WORK INSTRUCTION. Output, without any change, the listing below from its opening line up to and including the line with "let payload: Value".

########

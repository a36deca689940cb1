// src/core/fs_ops.rs
//! Local job lists and saved search criteria

use anyhow::{Context, Result};
use serde_json::Value;
use std::path::Path;
use tokio::fs;
use tracing::info;

use crate::types::{decode_postings, FilterCriteria, JobPosting};
use crate::utils::get_file_extension;

pub struct FsOps;

impl FsOps {
    pub async fn read_file_safe(path: &Path) -> Result<String> {
        fs::read_to_string(path)
            .await
            .with_context(|| format!("Failed to read file: {}", path.display()))
    }

    /// Load a JSON job list, either a bare array or `{ "jobs": [...] }`.
    /// Undecodable records are skipped with a warning.
    pub async fn load_postings(path: &Path) -> Result<Vec<JobPosting>> {
        let content = Self::read_file_safe(path).await?;
        let payload: Value = serde_json::from_str(&content)
            .with_context(|| format!("Invalid JSON in job list: {}", path.display()))?;

        let postings = decode_postings(payload);
        info!("Loaded {} postings from {}", postings.len(), path.display());
        Ok(postings)
    }

    /// Load saved criteria from a `.json` or `.toml` file
    pub async fn load_criteria(path: &Path) -> Result<FilterCriteria> {
        let content = Self::read_file_safe(path).await?;
        let file_name = path.to_string_lossy();

        match get_file_extension(&file_name).as_deref() {
            Some("json") => serde_json::from_str(&content)
                .with_context(|| format!("Invalid criteria JSON: {}", path.display())),
            Some("toml") => toml::from_str(&content)
                .with_context(|| format!("Invalid criteria TOML: {}", path.display())),
            _ => anyhow::bail!(
                "Unsupported criteria file: {}. Use .json or .toml",
                path.display()
            ),
        }
    }
}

########

ANSWER AREA.
repository a36deca689940cb1
// src/core/fs_ops.rs
//! Local job lists and saved search criteria

use anyhow::{Context, Result};
use serde_json::Value;
use std::path::Path;
use tokio::fs;
use tracing::info;

use crate::types::{decode_postings, FilterCriteria, JobPosting};
use crate::utils::get_file_extension;

pub struct FsOps;

impl FsOps {
    pub async fn read_file_safe(path: &Path) -> Result<String> {
        fs::read_to_string(path)
            .await
            .with_context(|| format!("Failed to read file: {}", path.display()))
    }

    /// Load a JSON job list, either a bare array or `{ "jobs": [...] }`.
    /// Undecodable records are skipped with a warning.
    pub async fn load_postings(path: &Path) -> Result<Vec<JobPosting>> {
        let content = Self::read_file_safe(path).await?;
        let payload: Value = serde_json::from_str(&content)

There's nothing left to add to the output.